Today in SA sport history: March 1

Jody Scheckter on the podium after his SA Grand Prix victory at Kyalami in 1975.
Jody Scheckter on the podium after his SA Grand Prix victory at Kyalami in 1975. (Supplied)

1966 — In a race billed as the “Olympic final that never was”, Karen Muir breaks the 110-yard backstroke world record at Durban’s beach baths, beating local rival Ann Fairlie, France’s Kiki Caron and American Cathy Ferguson. Ferguson and Caron were the gold and silver medallists in this event at the 1964 Tokyo Olympics, from which South Africa had been barred. Muir’s time was 68 seconds, which would translated into 67.5 sec over the shorter but official 100 metres, 0.1 sec quicker than Ferguson’s world record.

1975 — More than 100,000 racing fans packed into Kyalami to watch Jody Scheckter become the first South African to win the South African Grand Prix, out-duelling Argentina’s Carlos Reutemann, the defending champion. Scheckter’s Tyrrell-Ford had an untested engine after his car had been wrecked in Friday’s practice and then his engine had blown up during pre-race practice. It was the 21st edition of the SA GP, which kicked off in East London in 1934. Scheckter remains the only SA driver to have won the event, which was last staged in 1993.

1997 — Unheralded Jerry Malinga is stopped in the third round by England’s WBU junior-welterweight champion Shea Neary in Liverpool.
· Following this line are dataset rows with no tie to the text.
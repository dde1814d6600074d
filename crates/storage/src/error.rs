use thiserror::Error;

#[derive(Debug, Error)]
pub enum StorageError {
    #[error("sqlite error: {0}")]
    Sqlite(#[from] rusqlite::Error),

    #[error("serialization error: {0}")]
    Serialization(String),

    #[error("constraint violation: {0}")]
    ConstraintViolation(String),

    #[error("username already exists: {0}")]
    UsernameTaken(String),

    #[error("core error: {0}")]
    Core(#[from] calctree_core::CoreError),
}
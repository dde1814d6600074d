use calctree_core::DEFAULT_MAX_DEPTH;

#[derive(Debug, Clone, Copy, PartialEq, Eq)]
pub struct ServiceConfig {
    /// Ancestor hops allowed when resolving a root.
    pub max_depth: usize,
}

impl Default for ServiceConfig {
    fn default() -> Self {
        Self { max_depth: DEFAULT_MAX_DEPTH }
    }
}
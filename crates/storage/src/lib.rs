pub mod error;
pub mod schema;
pub mod sqlite;
pub mod traits;

pub use error::StorageError;
pub use sqlite::SqliteStore;
pub use traits::*;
2003 — Jan Bergman’s tenure as a world title contender effectively comes to an end when he’s stopped in the seventh round by England’s IBO welterweight title-holder Jawaid Khaliq at Carnival City. It had been a see-saw fight with both fighters getting decked twice each before the South African was felled with a shot that opened a terrible cut above his eye. Bergman had vacated the WBU welterweight title to challenge for the IBO belt. On the same card, SA super-middleweight champion Andre Thysse pulled off one of the big wins of his career as he outpointed fancied Englishman David Starie to lift the Commonwealth title.